Extrait d'une chronique d'un tour du monde sans avion, en cargo, en train, en voiture, d'est en ouest et dans l'hémisphère nord, effectué en ce printemps 2018, par Christian Garcin et Tanguy Viel. 
L'intégralité de ces textes paraîtra aux éditions Lattès au printemps 2019.

 

Tanguy Viel :  Japon, 9 juin 2018

Le temps manque au Japon pour écrire sérieusement. Et la formule s'y trouve vérifiée qui dit qu'écrire ou vivre, souvent il faut choisir. Même quand on rêve, comme il m'arrive quelquefois, de faire se recouvrer les deux verbes, en réalité ils ne font que se succéder l'un l'autre, à plus ou moins grands intervalles. Encore nous faut-il respecter l'ordre biologique des choses, c'est-à-dire d'abord les vivre, ensuite les écrire. Toute littérature s'écrit au passé.
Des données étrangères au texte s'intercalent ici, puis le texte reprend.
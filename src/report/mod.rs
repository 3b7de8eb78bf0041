pub mod html;

use std::fmt;
use std::future::Future;
use std::str::FromStr;
use std::time::Duration;

use anyhow::Result;
use chrono::{DateTime, Datelike, Duration as ChronoDuration, NaiveDate, TimeZone, Utc};
use serde_json::json;
use tracing::{info, warn};

use crate::agent::AgentClient;
use crate::aggregate::{top_and_breaches, MetricAggregator};
use crate::breakdown::collect_5xx_breakdown;
use crate::email::send_report_email;
use crate::loki::top_error_messages;
use crate::slack::upload_report_to_slack;
use crate::state::AppState;
use crate::types::{ErrorBreakdown, HealthcheckResult, ReportSnapshot, ResourceUsage};

/// Collection budgets per data source branch.
const CLUSTER_BUDGET: Duration = Duration::from_secs(10);
const PROMETHEUS_BUDGET: Duration = Duration::from_secs(30);
const LOKI_BUDGET: Duration = Duration::from_secs(20);

const REPORT_STEP: &str = "5m";

#[derive(Debug, Clone, Copy, PartialEq, Eq)]
pub enum ReportType {
    Daily,
    Weekly,
    Monthly,
}

impl ReportType {
    pub fn label_ko(self) -> &'static str {
        match self {
            ReportType::Daily => "일일",
            ReportType::Weekly => "주간",
            ReportType::Monthly => "월간",
        }
    }
}

impl fmt::Display for ReportType {
    fn fmt(&self, f: &mut fmt::Formatter<'_>) -> fmt::Result {
        let s = match self {
            ReportType::Daily => "daily",
            ReportType::Weekly => "weekly",
            ReportType::Monthly => "monthly",
        };
        f.write_str(s)
    }
}

impl FromStr for ReportType {
    type Err = anyhow::Error;

    fn from_str(s: &str) -> Result<Self> {
        match s.trim().to_lowercase().as_str() {
            "daily" => Ok(ReportType::Daily),
            "weekly" => Ok(ReportType::Weekly),
            "monthly" => Ok(ReportType::Monthly),
            other => Err(anyhow::anyhow!("Unknown report type: {}", other)),
        }
    }
}

/// The reporting window for a run started at `now`: the current day so far,
/// the previous full week (Sunday to Saturday), or the previous full month.
pub fn report_window(report_type: ReportType, now: DateTime<Utc>) -> (DateTime<Utc>, DateTime<Utc>) {
    let today = now.date_naive();
    match report_type {
        ReportType::Daily => (at(today, 0, 0, 0, now), at(today, 23, 59, 59, now)),
        ReportType::Weekly => {
            let days_since_sunday = today.weekday().num_days_from_sunday() as i64;
            let last_sunday = today - ChronoDuration::days(days_since_sunday + 7);
            let saturday = last_sunday + ChronoDuration::days(6);
            (at(last_sunday, 0, 0, 0, now), at(saturday, 23, 59, 59, now))
        }
        ReportType::Monthly => {
            let first_of_this_month = today.with_day(1).unwrap_or(today);
            let last_of_previous = first_of_this_month - ChronoDuration::days(1);
            let first_of_previous = last_of_previous.with_day(1).unwrap_or(last_of_previous);
            (at(first_of_previous, 0, 0, 0, now), at(last_of_previous, 23, 59, 59, now))
        }
    }
}

fn at(date: NaiveDate, h: u32, m: u32, s: u32, fallback: DateTime<Utc>) -> DateTime<Utc> {
    date.and_hms_opt(h, m, s)
        .map(|dt| Utc.from_utc_datetime(&dt))
        .unwrap_or(fallback)
}

/// Awaits a fallible branch under a time budget; a failure or timeout logs
/// a warning and yields the branch's neutral default so the report always
/// materializes.
pub async fn or_default<T, F>(what: &str, budget: Duration, fut: F, default: T) -> T
where
    F: Future<Output = Result<T>>,
{
    match tokio::time::timeout(budget, fut).await {
        Ok(Ok(value)) => value,
        Ok(Err(e)) => {
            warn!("{} collection failed, using defaults: {:#}", what, e);
            default
        }
        Err(_) => {
            warn!("{} collection timed out after {:?}, using defaults", what, budget);
            default
        }
    }
}

/// Fans out to every data source concurrently and assembles the snapshot.
/// Individual branch failures degrade to per-section defaults.
pub async fn collect_snapshot(
    state: &AppState,
    node: Option<&str>,
    start: DateTime<Utc>,
    end: DateTime<Utc>,
) -> ReportSnapshot {
    let cfg = &state.cfg;
    let aggregator = MetricAggregator::new(&state.prom, cfg);
    let empty_usage = || ResourceUsage::empty(cfg.cpu_thresholds(), cfg.memory_thresholds());

    let (
        cluster_overview,
        nodes,
        resource_usage,
        container_cpu,
        container_memory,
        pod_cpu,
        pod_memory,
        error_breakdown,
        top_errors,
        healthcheck,
    ) = tokio::join!(
        or_default(
            "cluster overview",
            CLUSTER_BUDGET,
            state.cluster.cluster_overview(),
            Default::default()
        ),
        or_default("node inventory", CLUSTER_BUDGET, state.cluster.nodes(), Vec::new()),
        or_default(
            "resource usage",
            PROMETHEUS_BUDGET,
            aggregator.resource_usage(node, start, end, REPORT_STEP),
            empty_usage()
        ),
        or_default(
            "container cpu",
            PROMETHEUS_BUDGET,
            aggregator.container_cpu(node, start, end, REPORT_STEP),
            Vec::new()
        ),
        or_default(
            "container memory",
            PROMETHEUS_BUDGET,
            aggregator.container_memory(node, start, end, REPORT_STEP),
            Vec::new()
        ),
        or_default(
            "pod cpu",
            PROMETHEUS_BUDGET,
            aggregator.pod_cpu(node, start, end, REPORT_STEP),
            Vec::new()
        ),
        or_default(
            "pod memory",
            PROMETHEUS_BUDGET,
            aggregator.pod_memory(node, start, end, REPORT_STEP),
            Vec::new()
        ),
        collect_breakdown_budgeted(state),
        or_default(
            "top errors",
            LOKI_BUDGET,
            collect_top_errors(state, start, end),
            Vec::new()
        ),
        or_default(
            "healthcheck",
            LOKI_BUDGET,
            state.cluster.healthcheck_status(cfg),
            HealthcheckResult::default()
        ),
    );

    ReportSnapshot {
        node: node.unwrap_or("all").to_string(),
        period_start: start,
        period_end: end,
        generated_at: Utc::now(),
        cluster_overview,
        nodes,
        resource_usage,
        container_cpu: top_and_breaches(&container_cpu, cfg.cpu_warning_percent, node),
        container_memory: top_and_breaches(&container_memory, cfg.memory_warning_percent, node),
        pod_cpu: top_and_breaches(&pod_cpu, cfg.cpu_warning_percent, node),
        pod_memory: top_and_breaches(&pod_memory, cfg.memory_warning_percent, node),
        error_breakdown,
        top_errors,
        healthcheck,
    }
}

/// The breakdown never fails internally, but it still gets a time budget.
async fn collect_breakdown_budgeted(state: &AppState) -> ErrorBreakdown {
    match tokio::time::timeout(
        PROMETHEUS_BUDGET,
        collect_5xx_breakdown(&state.prom, &state.cfg),
    )
    .await
    {
        Ok(breakdown) => breakdown,
        Err(_) => {
            warn!("5xx breakdown timed out, using defaults");
            ErrorBreakdown::default()
        }
    }
}

async fn collect_top_errors(
    state: &AppState,
    start: DateTime<Utc>,
    end: DateTime<Utc>,
) -> Result<Vec<crate::types::TopErrorMessage>> {
    let streams = state
        .loki
        .error_logs(&state.cfg.app_namespace_regex, start, end, 1000)
        .await?;
    Ok(top_error_messages(&streams, 10))
}

/// Produces the analysis narrative for the snapshot. When the agent is
/// configured its streamed answer is wrapped in the report shell; when it is
/// unreachable the locally rendered template stands in. An agent that
/// answers with empty text fails the report outright.
pub async fn narrative_html(state: &AppState, report_type: ReportType, snapshot: &ReportSnapshot) -> Result<String> {
    let client = match AgentClient::from_config(&state.cfg) {
        Some(client) => client?,
        None => {
            info!("Analysis agent not configured, using built-in template");
            return Ok(html::render_template(report_type, snapshot));
        }
    };

    let input = json!({
        "task": "infra-report",
        "reportType": report_type.to_string(),
        "snapshot": snapshot,
    });
    match client.invoke(&input).await {
        Ok(analysis) => Ok(html::wrap_agent_analysis(report_type, snapshot, &analysis)),
        Err(e) if e.downcast_ref::<crate::agent::EmptyAgentResponse>().is_some() => Err(e),
        Err(e) => {
            warn!("Analysis agent unreachable, using built-in template: {:#}", e);
            Ok(html::render_template(report_type, snapshot))
        }
    }
}

/// Full report pipeline: collect, narrate, render, deliver. Delivery sinks
/// run concurrently and fail independently; an undelivered report is logged,
/// not fatal to the other sink.
pub async fn generate_and_deliver(state: &AppState, report_type: ReportType) -> Result<()> {
    let (start, end) = report_window(report_type, Utc::now());
    info!("Generating {} report for {} ~ {}", report_type, start, end);

    let snapshot = collect_snapshot(state, None, start, end).await;
    let html = narrative_html(state, report_type, &snapshot).await?;
    let pdf = state.pdf.render(html).await?;

    let cfg = &state.cfg;
    let slack_configured = cfg.slack_bot_token.is_some() && cfg.slack_channel.is_some();
    let email_configured = cfg.email_api_url.is_some() && !cfg.team_emails.is_empty();

    let (slack, email) = tokio::join!(
        async {
            if !slack_configured {
                info!("Slack delivery not configured, skipping");
                return true;
            }
            match upload_report_to_slack(&state.http, cfg, report_type, &snapshot, &pdf).await {
                Ok(()) => true,
                Err(e) => {
                    warn!("Slack delivery failed: {:#}", e);
                    false
                }
            }
        },
        async {
            if !email_configured {
                info!("Email delivery not configured, skipping");
                return true;
            }
            match send_report_email(&state.http, cfg, report_type, &snapshot, &pdf).await {
                Ok(()) => true,
                Err(e) => {
                    warn!("Email delivery failed: {:#}", e);
                    false
                }
            }
        }
    );

    if !slack && !email {
        return Err(anyhow::anyhow!("Report generated but every delivery sink failed"));
    }
    info!("{} report delivered", report_type);
    Ok(())
}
Et si d'aventure on cherche une manière de contourner la loi, tout ce qu'on peut faire au préalable, c'est lire des choses sur ce qu'on va vivre. Ainsi dans le cargo qui traversait le Pacifique, et parce que le temps n'y manquait pas, j'ai respecté le programme de lecture que je m'étais fixé, et j'ai lu un grand classique de l'ethnologie du Japon : Le chrysanthème et le sabre de Ruth Benedict. Le livre est célèbre pour deux raisons : d'abord parce que c'est une belle étude culturelle sur la société japonaise, sur ses mœurs et ses assises historiques, ensuite parce qu'il fut écrit par une Américaine qui n'a jamais mis les pieds au Japon. Le livre est une commande du ministère de la guerre américain, en 1945, pour essayer de comprendre, après la capitulation japonaise, les étranges réactions et comportements des vaincus, avec lesquels les Américains allaient en quelque sorte cohabiter de longues années. C'est par là-même une étude comparative d'avec les mœurs américaines, au risque d'y forcer quelquefois les contrastes. Ainsi tout s'y polarise volontiers entre la structure hiérarchie du monde japonais et l'égalité supposée de la démocratie américaine. De même, tout semble opposer la diligence et le souci permanent d'autrui qu'exigent les règles de la dignité nippone avec les valeurs individuelles du libéralisme occidental. Soixante-dix ans après sa parution, le livre est encore âprement commenté, en quoi il doit avoir touché des points sensibles. Le fait est qu'à le lire, l'âme japonaise semble prise dans un étroit corset. Même, à force d'exemples éloquents quant au sacrifice de soi, quant à l'amour du pays ou bien aux délicates obligations familiales, et tandis que le cargo s'approchait à grands pas des côtes japonaises, le Japon m'intimidait de plus en plus et sans doute, entrer dans le port de Yokohama avec ces seules pages pour viatique, l'œil tout inquiet de ce savoir, n'était pas le moyen le plus contemplatif de débarquer.